早歩き
せっかちなのかどうなのか、通勤の際に抜かれることが、ない。
そのせいで、わが社の社員との外回りでは、どうも嫌がられる。
女性の社員などは小走りさせられると聞く。一緒に歩きたくはないだろう。
早歩きで良いのは移動時間が短くなることだ。
人混みにいることが苦手な私は、通勤などでも、なるべく早く移動を終えて目的地についてしまいたい。
ところが、そんな私に毎度、天敵が現れる。
混んでいる横断歩道で信号待ちをしているとき、私は人をかき分けてなるべく前に行くようにしている。皆遠慮しているのか、前の方にスペースが大きく空いていることが多いからだ。
信号が変わり歩き出すと、たいていは私の歩く速さが上回るため、何にも邪魔されずスムーズに移動できる。
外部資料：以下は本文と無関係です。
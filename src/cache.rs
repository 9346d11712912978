//! On-disk cache for the fitted recommender snapshot.
//!
//! File layout: `[cbor payload][magic "HVS1"][u32 CRC32 BE]`. Writes go to a
//! temp file and are renamed into place, so a reader never sees a half
//! written snapshot.

use std::fs;
use std::path::PathBuf;

use crate::error::{Result, VectorizerError};
use crate::recommend::RecommenderSnapshot;

const SNAPSHOT_FILE: &str = "snapshot.cbor";
const SNAPSHOT_MAGIC: &[u8; 4] = b"HVS1";
const FOOTER_LEN: usize = 8;

#[derive(Debug, Clone)]
pub struct SnapshotCache {
    dir: PathBuf,
}

impl SnapshotCache {
    pub fn new(dir: impl Into<PathBuf>) -> Self {
        Self { dir: dir.into() }
    }

    pub fn path(&self) -> PathBuf {
        self.dir.join(SNAPSHOT_FILE)
    }

    pub fn exists(&self) -> bool {
        self.path().is_file()
    }

    pub fn save(&self, snapshot: &RecommenderSnapshot) -> Result<()> {
        let payload = serde_cbor::to_vec(snapshot)?;
        let crc = crc32fast::hash(&payload);

        let mut output = Vec::with_capacity(payload.len() + FOOTER_LEN);
        output.extend_from_slice(&payload);
        output.extend_from_slice(SNAPSHOT_MAGIC);
        output.extend_from_slice(&crc.to_be_bytes());

        fs::create_dir_all(&self.dir)?;
        let path = self.path();
        let tmp_path = self.dir.join(format!("{SNAPSHOT_FILE}.tmp"));
        fs::write(&tmp_path, &output)?;
        fs::rename(&tmp_path, &path)?;

        tracing::info!(
            path = %path.display(),
            bytes = payload.len(),
            documents = snapshot.doc_num(),
            "saved snapshot cache"
        );
        Ok(())
    }

    /// `Ok(None)` when no cache file exists yet.
    pub fn load(&self) -> Result<Option<RecommenderSnapshot>> {
        let path = self.path();
        if !path.is_file() {
            return Ok(None);
        }
        let raw = fs::read(&path)?;
        let payload = verify_footer(&raw)?;
        let snapshot: RecommenderSnapshot = serde_cbor::from_slice(payload)?;
        snapshot.validate()?;

        tracing::info!(
            path = %path.display(),
            documents = snapshot.doc_num(),
            vocab_size = snapshot.model.vocab_size(),
            "loaded snapshot cache"
        );
        Ok(Some(snapshot))
    }

    /// Removes the cache file if present.
    pub fn clear(&self) -> Result<()> {
        match fs::remove_file(self.path()) {
            Ok(()) => Ok(()),
            Err(e) if e.kind() == std::io::ErrorKind::NotFound => Ok(()),
            Err(e) => Err(e.into()),
        }
    }
}

fn verify_footer(raw: &[u8]) -> Result<&[u8]> {
    if raw.len() < FOOTER_LEN || &raw[raw.len() - FOOTER_LEN..raw.len() - 4] != SNAPSHOT_MAGIC {
        return Err(VectorizerError::CorruptCache("missing snapshot footer".into()));
    }
    let (payload, footer) = raw.split_at(raw.len() - FOOTER_LEN);
    let stored = u32::from_be_bytes([footer[4], footer[5], footer[6], footer[7]]);
    let computed = crc32fast::hash(payload);
    if stored != computed {
        return Err(VectorizerError::CorruptCache(format!(
            "CRC32 mismatch: expected {stored:#010x}, got {computed:#010x}"
        )));
    }
    Ok(payload)
}

#[cfg(test)]
mod tests {
    use super::*;
    use crate::config::VectorizerConfig;
    use crate::vectorizer::bm25::Bm25Engine;
    use crate::vectorizer::builder::DocumentVectorBuilder;

    fn snapshot() -> RecommenderSnapshot {
        RecommenderSnapshot::build::<Bm25Engine, _>(
            &["cat sat on mat", "dog sat on rug", "the cat chased the dog"],
            vec![vec!["cats".into()], vec!["dogs".into()], vec!["cats".into(), "dogs".into()]],
            VectorizerConfig::default(),
        )
        .unwrap()
    }

    #[test]
    fn missing_cache_loads_as_none() {
        let dir = tempfile::tempdir().unwrap();
        let cache = SnapshotCache::new(dir.path().join("cache"));
        assert!(!cache.exists());
        assert!(cache.load().unwrap().is_none());
        assert!(cache.clear().is_ok());
    }

    #[test]
    fn round_trip_is_bit_identical() {
        let dir = tempfile::tempdir().unwrap();
        let cache = SnapshotCache::new(dir.path());
        let original = snapshot();
        cache.save(&original).unwrap();
        assert!(cache.exists());

        let restored = SnapshotCache::new(dir.path()).load().unwrap().unwrap();
        assert_eq!(original, restored);

        let text = "a cat on a mat";
        let a = DocumentVectorBuilder::<Bm25Engine>::new(&original.model).build(text);
        let b = DocumentVectorBuilder::<Bm25Engine>::new(&restored.model).build(text);
        let bits = |v: &[f64]| v.iter().map(|x| x.to_bits()).collect::<Vec<_>>();
        assert_eq!(bits(a.values()), bits(b.values()));
        for (x, y) in original.vectors.iter().zip(&restored.vectors) {
            assert_eq!(bits(x.values()), bits(y.values()));
        }
    }

    #[test]
    fn corrupted_payload_is_rejected() {
        let dir = tempfile::tempdir().unwrap();
        let cache = SnapshotCache::new(dir.path());
        cache.save(&snapshot()).unwrap();

        let mut raw = fs::read(cache.path()).unwrap();
        raw[10] ^= 0xFF;
        fs::write(cache.path(), &raw).unwrap();
        assert!(matches!(cache.load(), Err(VectorizerError::CorruptCache(_))));

        fs::write(cache.path(), b"garbage").unwrap();
        assert!(matches!(cache.load(), Err(VectorizerError::CorruptCache(_))));
    }

    #[test]
    fn initialize_prefers_cache_without_topic() {
        let data = tempfile::tempdir().unwrap();
        fs::write(
            data.path().join("pets.csv"),
            "text,tags\ncat sat on mat,cats\ndog sat on rug,dogs\n",
        )
        .unwrap();
        fs::write(data.path().join("birds.csv"), "text,tags\nbird flies high,birds\n").unwrap();
        let cache_dir = tempfile::tempdir().unwrap();
        let cache = SnapshotCache::new(cache_dir.path());

        let mut first: crate::HashtagRecommender = crate::HashtagRecommender::new();
        first.initialize(data.path(), Some(&cache), None).unwrap();
        assert!(cache.exists());
        assert_eq!(first.snapshot().unwrap().doc_num(), 3);

        // corpus removed: only the cache can satisfy a topic-less initialize
        fs::remove_file(data.path().join("pets.csv")).unwrap();
        fs::remove_file(data.path().join("birds.csv")).unwrap();
        let mut second: crate::HashtagRecommender = crate::HashtagRecommender::new();
        second.initialize(data.path(), Some(&cache), None).unwrap();
        assert_eq!(second.snapshot().unwrap().doc_num(), 3);

        // a topic always reloads from the data directory
        let mut third: crate::HashtagRecommender = crate::HashtagRecommender::new();
        assert!(matches!(
            third.initialize(data.path(), Some(&cache), Some("pets")),
            Err(VectorizerError::NoData(_))
        ));
    }

    #[test]
    fn clear_removes_file() {
        let dir = tempfile::tempdir().unwrap();
        let cache = SnapshotCache::new(dir.path());
        cache.save(&snapshot()).unwrap();
        cache.clear().unwrap();
        assert!(!cache.exists());
    }
}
前の青信号で進んだ人の集団に追いつくまで、この快適な状況が続くのである。
ところが、である。たまに信号が変わるとすぐに駆け足で私の前に入り込んでくる輩がいる。
「急いでいるのかな。そのまま走り去ってくれるさ」、とのんきに構えようとするのだが、たいていは私の前で急失速して普通に歩きだす。
これが天敵である。
なぜなら、しばらく奴さんのペースで歩くことを強要されるからである。
横断歩道を超えると歩道の道幅が狭くなるため、その奴さんがなかなか抜けないのだ。抜くにしても、道にある障害物や前から来る人、奴さんなどの動き(たいていは左右にぶれながら動く)などトータルに確認しながら慎重に事を運ばなければならない。
しかし、奴さん、気持ちよさそうに道の真ん中を歩いてやがるなあ。おいおい、スマホみながら歩いてないか?何のために駆け足で前に出てきたんだよ?
怒りをぐっと堪える私なのである。
でも、よくよく考えてみたら、世の中とはそういう物かも知れない。
ちょっとした人との違いと少しの努力で、人は社会的な成功を収めることがある。しかしそのあと、その人の行動如何によっては、あとから続く人達が停滞を余儀なくされることがある。
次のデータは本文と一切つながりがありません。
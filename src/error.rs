/// Errors returned by the vectorizer, the recommender and their I/O collaborators.
#[derive(Debug, thiserror::Error)]
pub enum VectorizerError {
    /// transform / recommend was called before any corpus was fitted
    #[error("vectorizer must be fit before transform")]
    NotFitted,

    /// recommend was called before any corpus vectors/tags exist
    #[error("recommender is not initialized: no corpus vectors or tags")]
    NotInitialized,

    /// fit was called with zero documents
    #[error("cannot fit on an empty corpus")]
    EmptyCorpus,

    /// texts and tag lists are not positionally aligned
    #[error("{texts} texts but {tags} tag lists")]
    LengthMismatch { texts: usize, tags: usize },

    #[error("invalid config: {0}")]
    InvalidConfig(String),

    /// the loader found no usable `text`/`tags` rows
    #[error("no data: {0}")]
    NoData(String),

    #[error("I/O error: {0}")]
    Io(#[from] std::io::Error),

    #[error("csv error: {0}")]
    Csv(#[from] csv::Error),

    #[error("serialization error: {0}")]
    Serialization(#[from] serde_cbor::Error),

    #[error("corrupt cache: {0}")]
    CorruptCache(String),
}

pub type Result<T> = std::result::Result<T, VectorizerError>;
たとえば、会社で出世するために若いころに努力した人が、ある程度の立場になった途端、努力を怠るようになり、下から続く者を邪魔したりするようになることなど。自分を通せ、と無法を要求するものもいる。
高齢者は意図せずそのようになってしまうこともある。所謂、老害である。
現在、私自身はまだまだ努力を惜しまず、動きも早い経営者であると思うのだが、あと10年もすれば還暦が近づいてくる。
今までの経験上、還暦を過ぎると老害化する人が多かった。そんなことを考慮すると、私もそろそろ次の世代の人を育てる時期に入ってきたのかもしれない。
織田信長が散ったのも、私とほぼ同年齢。
まだまだ歩く速さは衰えないが、そんなことも考える時期なのかな。